Sunday, July 19, 2015

C4Ta#4 The Fischbowl

  My C4Ta#4 was on Karl Fisch's blog, The Fischbowl.

  SUMMARY. The first post of his that I will go over is: Idea #2: Eliminate Curriculum (As We Know It). In this post, Fisch says educators have spent a great deal of their lives engrossed in schools that have been set by the curriculum. Over the years in systematic, common educational framework, the school system and educators have made basic inferences about how school is supposed to be. A standardized curriculum is not mandatory for a school to work well. Fisch says, "When we create and "deliver" a pre-defined curriculum to our students, we are robbing them of the essence of what it means to learn." Here is the list Fisch has made of assumptions about curriculum in the school system:

 -The first assumption is that we know what is essential to be "educated." We don't.

 -The second assumption is that we know what is essential to be "successful" (which we really need to define) in the future. We don't.

 -The third assumption is that the future is going to be very similar to the past and present. It won't be.

 -The fourth assumption is that the only way to prepare students for their future is to have them learn a pre-determined, fixed set of knowledge and skills, in a certain order, at the same time, and within a certain time frame. I remember Will Richardson referring to in a presentation a long time ago as "just in case" education. But today's world - and so much of what we know about learning - requires a more "just in time" approach.

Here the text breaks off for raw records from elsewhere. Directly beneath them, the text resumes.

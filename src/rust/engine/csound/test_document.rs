use super::*;

fn sample_document() -> CsdDocument {
    let instrument = Instrument::new(1)
        .comment("test")
        .line("a1 poscil 0.5, 440")
        .blank()
        .line("out a1");
    CsdDocument::new(instrument, 1.5)
}

#[test]
fn test_header_is_fixed() {
    let text = sample_document().render();
    assert!(text.starts_with("<CsoundSynthesizer>\n<CsOptions>\n</CsOptions>\n"));
    assert!(text.contains("sr = 44100\n"));
    assert!(text.contains("ksmps = 32\n"));
    assert!(text.contains("nchnls = 1\n"));
    assert!(text.contains("0dbfs = 1\n"));
    assert!(text.ends_with("</CsoundSynthesizer>"));
}

#[test]
fn test_instrument_block_layout() {
    let text = sample_document().render();
    assert!(text.contains("instr 1\n    ; test\n    a1 poscil 0.5, 440\n\n    out a1\nendin\n"));
}

#[test]
fn test_score_references_instrument() {
    let instrument = Instrument::new(7).line("out 0");
    let text = CsdDocument::new(instrument, 2.0).render();
    assert!(text.contains("instr 7\n"));
    assert!(text.contains("<CsScore>\ni 7 0 2.0\n</CsScore>"));
}

#[test]
fn test_note_event_render() {
    assert_eq!(NoteEvent::new(1, 0.25).render(), "i 1 0 0.25");
    let delayed = NoteEvent {
        instrument: 2,
        start: 0.5,
        duration: 3.0,
    };
    assert_eq!(delayed.render(), "i 2 0.5 3.0");
}

#[test]
fn test_render_is_deterministic() {
    assert_eq!(sample_document().render(), sample_document().render());
}
use assert_cmd::Command;
use predicates::prelude::*;

#[test]
fn cli_prints_version() {
    let mut cmd = Command::cargo_bin("musmcp").expect("binary not found");
    cmd.arg("--version");
    cmd.assert()
        .success()
        .stdout(predicate::str::contains("musmcp"));
}
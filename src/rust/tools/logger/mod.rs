#[cfg(feature = "cli")]
use crossterm::style::{Attribute, Color, ResetColor, SetAttribute, SetForegroundColor};
use std::fmt::Write;

pub mod writer;
pub use writer::LogWriter;

#[derive(Debug, Clone, Copy, PartialEq, Eq)]
pub enum LogLevel {
    Debug,
    Info,
    Action,
    Success,
    Warning,
    Error,
}

/// Stderr logger. Stdout is reserved for protocol traffic and command results.
#[derive(Debug, Clone)]
pub struct Logger {
    min_level: Option<LogLevel>,
    colored: bool,
    file: Option<LogWriter>,
}

impl Default for Logger {
    fn default() -> Self {
        Self::new()
    }
}

impl Logger {
    pub fn new() -> Self {
        Self {
            min_level: Some(LogLevel::Info),
            colored: stderr_is_terminal(),
            file: None,
        }
    }

    /// A logger that drops every message.
    pub fn silent() -> Self {
        Self {
            min_level: None,
            colored: false,
            file: None,
        }
    }

    /// `None` disables terminal output entirely.
    pub fn with_min_level(mut self, level: Option<LogLevel>) -> Self {
        self.min_level = level;
        self
    }

    pub fn with_file(mut self, writer: LogWriter) -> Self {
        self.file = Some(writer);
        self
    }

    pub fn with_colors(mut self, colored: bool) -> Self {
        self.colored = colored;
        self
    }

    pub fn enabled(&self, level: LogLevel) -> bool {
        self.min_level
            .is_some_and(|min| level.severity() >= min.severity())
    }

    pub fn log(&self, level: LogLevel, message: impl AsRef<str>) {
        let message = message.as_ref();
        self.record(level, message);
        if self.enabled(level) {
            self.print_line(level, message);
        }
    }

    pub fn log_with_details<I, S>(&self, level: LogLevel, message: impl AsRef<str>, details: I)
    where
        I: IntoIterator<Item = S>,
        S: AsRef<str>,
    {
        self.log(level, message);
        for detail in details {
            let detail = detail.as_ref();
            self.record(level, &format!("  {}", detail));
            if self.enabled(level) {
                eprintln!("   ↳ {}", detail);
            }
        }
    }

    pub fn success(&self, message: impl AsRef<str>) {
        self.log(LogLevel::Success, message);
    }

    pub fn info(&self, message: impl AsRef<str>) {
        self.log(LogLevel::Info, message);
    }

    pub fn warn(&self, message: impl AsRef<str>) {
        self.log(LogLevel::Warning, message);
    }

    pub fn error(&self, message: impl AsRef<str>) {
        self.log(LogLevel::Error, message);
    }

    pub fn debug(&self, message: impl AsRef<str>) {
        self.log(LogLevel::Debug, message);
    }

    pub fn action(&self, message: impl AsRef<str>) {
        self.log(LogLevel::Action, message);
    }

    fn record(&self, level: LogLevel, message: &str) {
        if let Some(file) = &self.file {
            // Log file failures are reported, not propagated.
            if let Err(err) = file.append(level.as_label(), message) {
                if self.enabled(LogLevel::Warning) {
                    eprintln!("[WARN] log file write failed: {:#}", err);
                }
            }
        }
    }

    fn print_line(&self, level: LogLevel, message: &str) {
        #[cfg(feature = "cli")]
        {
            if self.colored {
                eprintln!("{}", self.render_colored_line(level, message));
                return;
            }
        }
        eprintln!("{}", render_plain_line(level, message));
    }

    #[cfg(feature = "cli")]
    fn render_colored_line(&self, level: LogLevel, message: &str) -> String {
        let mut out = String::new();
        let color = level.color();

        let _ = write!(out, "{}", SetForegroundColor(Color::Grey));
        out.push('[');
        let _ = write!(
            out,
            "{}{}musmcp{}",
            SetForegroundColor(Color::Rgb {
                r: 36,
                g: 199,
                b: 181,
            }),
            SetAttribute(Attribute::Bold),
            SetAttribute(Attribute::Reset)
        );
        let _ = write!(out, "{}]{}", SetForegroundColor(Color::Grey), ResetColor);
        out.push(' ');

        let _ = write!(
            out,
            "{}{}[{}]{}{}",
            SetForegroundColor(color),
            SetAttribute(Attribute::Bold),
            level.as_label(),
            SetAttribute(Attribute::Reset),
            ResetColor
        );
        out.push(' ');
        out.push_str(message);
        out
    }
}

pub fn render_plain_line(level: LogLevel, message: &str) -> String {
    let mut out = String::new();
    let _ = write!(out, "[musmcp] [{}] {}", level.as_label(), message);
    out
}

impl LogLevel {
    fn severity(self) -> u8 {
        match self {
            LogLevel::Debug => 0,
            LogLevel::Info | LogLevel::Action | LogLevel::Success => 1,
            LogLevel::Warning => 2,
            LogLevel::Error => 3,
        }
    }

    pub fn as_label(self) -> &'static str {
        match self {
            LogLevel::Debug => "DEBUG",
            LogLevel::Info => "INFO",
            LogLevel::Action => "ACTION",
            LogLevel::Success => "SUCCESS",
            LogLevel::Warning => "WARN",
            LogLevel::Error => "ERROR",
        }
    }

    /// Parse a configured threshold. `"off"` yields `Ok(None)`.
    pub fn parse_filter(s: &str) -> Result<Option<Self>, String> {
        match s.trim().to_lowercase().as_str() {
            "debug" | "trace" => Ok(Some(LogLevel::Debug)),
            "info" => Ok(Some(LogLevel::Info)),
            "warn" | "warning" => Ok(Some(LogLevel::Warning)),
            "error" => Ok(Some(LogLevel::Error)),
            "off" | "none" | "quiet" => Ok(None),
            other => Err(format!("unknown log level '{}'", other)),
        }
    }

    #[cfg(feature = "cli")]
    fn color(self) -> Color {
        match self {
            LogLevel::Success => Color::Rgb {
                r: 76,
                g: 175,
                b: 80,
            },
            LogLevel::Error => Color::Rgb {
                r: 244,
                g: 67,
                b: 54,
            },
            LogLevel::Info => Color::Rgb {
                r: 33,
                g: 150,
                b: 243,
            },
            LogLevel::Warning => Color::Rgb {
                r: 255,
                g: 152,
                b: 0,
            },
            LogLevel::Debug => Color::Rgb {
                r: 121,
                g: 134,
                b: 203,
            },
            LogLevel::Action => Color::Rgb {
                r: 0,
                g: 188,
                b: 212,
            },
        }
    }
}

#[cfg(feature = "cli")]
fn stderr_is_terminal() -> bool {
    atty::is(atty::Stream::Stderr)
}

#[cfg(not(feature = "cli"))]
fn stderr_is_terminal() -> bool {
    false
}

#[cfg(test)]
#[path = "test_logger.rs"]
mod tests;
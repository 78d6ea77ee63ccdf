use assert_cmd::Command;
use predicates::prelude::*;

#[test]
fn cli_prints_help() {
    let mut cmd = Command::cargo_bin("musmcp").expect("binary not found");
    cmd.arg("--help");
    cmd.assert()
        .success()
        .stdout(predicate::str::contains("musmcp"))
        .stdout(predicate::str::contains("serve"))
        .stdout(predicate::str::contains("kick"));
}
// Aggregator test: include tests from tests/rust/* as distinct modules.
// This keeps sources organized while providing a single integration test
// file that Cargo will compile and run.

mod rust_tests {
    pub mod cli_help {
        include!("rust/cli_help.rs");
    }
    pub mod cli_version {
        include!("rust/cli_version.rs");
    }
    pub mod cli_catalog {
        include!("rust/cli_catalog.rs");
    }
    pub mod cli_script {
        include!("rust/cli_script.rs");
    }
    pub mod cli_serve {
        include!("rust/cli_serve.rs");
    }
}

// Re-export tests so the test runner finds them at crate root.
pub use rust_tests::*;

  -The fifth assumption is that all students need to know the same things, at the same level, and at the same age. They don't.

 - The sixth assumption is that, even if you agree with the previous five assumptions, our system as it is currently constructed is well-designed to accomplish those things. It isn't, and it doesn't.

  To get out of the curriculum rut, Fisch says classes should drastically change for juniors and seniors in high school, and that the one size fits all process needs to be disposed of. Classes need to become more personalized so students can become master learners and so they have the ability to go after their passions. This takes a series of unique teaching approaches, making the one size fits all curriculum useless and outdated. Fisch also says the process of learning shouldn't e to make a students "college and career ready", but to make them ready to learn for life. He also goes on to talk about what it means to be a "teacher" in 2015. Teachers aren't there to teach subjects, they are there to teach students.

  COMMENT. I absolutely loved when you said teachers aren't there to teach subjects, they are there to teach students. Teachers tend to put so much emphasis on teaching students a subject, then sending them off to the next class to learn another! The curriculum needs to go. When students follow day by day, step by step instructions over and over, they have no drive or interest to learn anything!

Qualities not measured by most tests

  SUMMARY. The second post of his that I will go over is: Idea #1: Eliminate Letter Grades, GPA and Class Rank. Fisch says that he does not like the phrase, "taking it to the next level". This suggests that there is a stage that works equitably for all students, a one-size-fits-all path that is the correct method to meet the needs of every student. Fisch believes the assessment/reporting system needs an update, saying, "When we have an assessment and reporting system for learning that undermines the learning, the reporting system is fatally flawed and needs to change." Letter Grades, GPA and Class Rank don't define the student. Grades is the biggest problem with the system currently in place, especially letter grades. When grades become that important, students become more obsessed with getting a good grade at the end of the year, rather than continuing learning. Teachers hate when students ask for more points for a better grade, but need to realize they are responsible for the grading system. Fisch says," If we value learning, if we value growth, if we value effort, then letter grades must go." Class ranking only helps the top 10 to 20 students. For all the other students, class rank is pointless and could hurt their college admissions process. Class ran is an injustice to students. So if letter grades don't work how should teachers determine how well students are learning? One way is to provide continuous, relevant feedback for students first, and then focus on reports to document that feedback second. Feedback for students is only works if it's actionable. The best way "report" out student learning is with narrative reports. The report needs to be useful and specific for each student. Instead of letter grades, Fisch recommends these three designations: Progressing, Partially Progressing, Not Adequately Progressing (yet). To paraphrase President Kennedy, "We choose to do this not because it is easy, but because it is hard. Because it is what's necessary to truly meet the needs of our students, to provide them the education they deserve and that we have promised them. It is a challenge we are no longer willing to postpone, but one that we willingly accept."

  COMMENT. I've always thought that letter grades hurt students and affect the college admissions process more than any good they do! Students can't be defined by a letter grade or a class rank, students need to be focused more own their own progression in learning. When students become so focused on a letter grade to get an exact GPA, teachers have failed to properly do their job.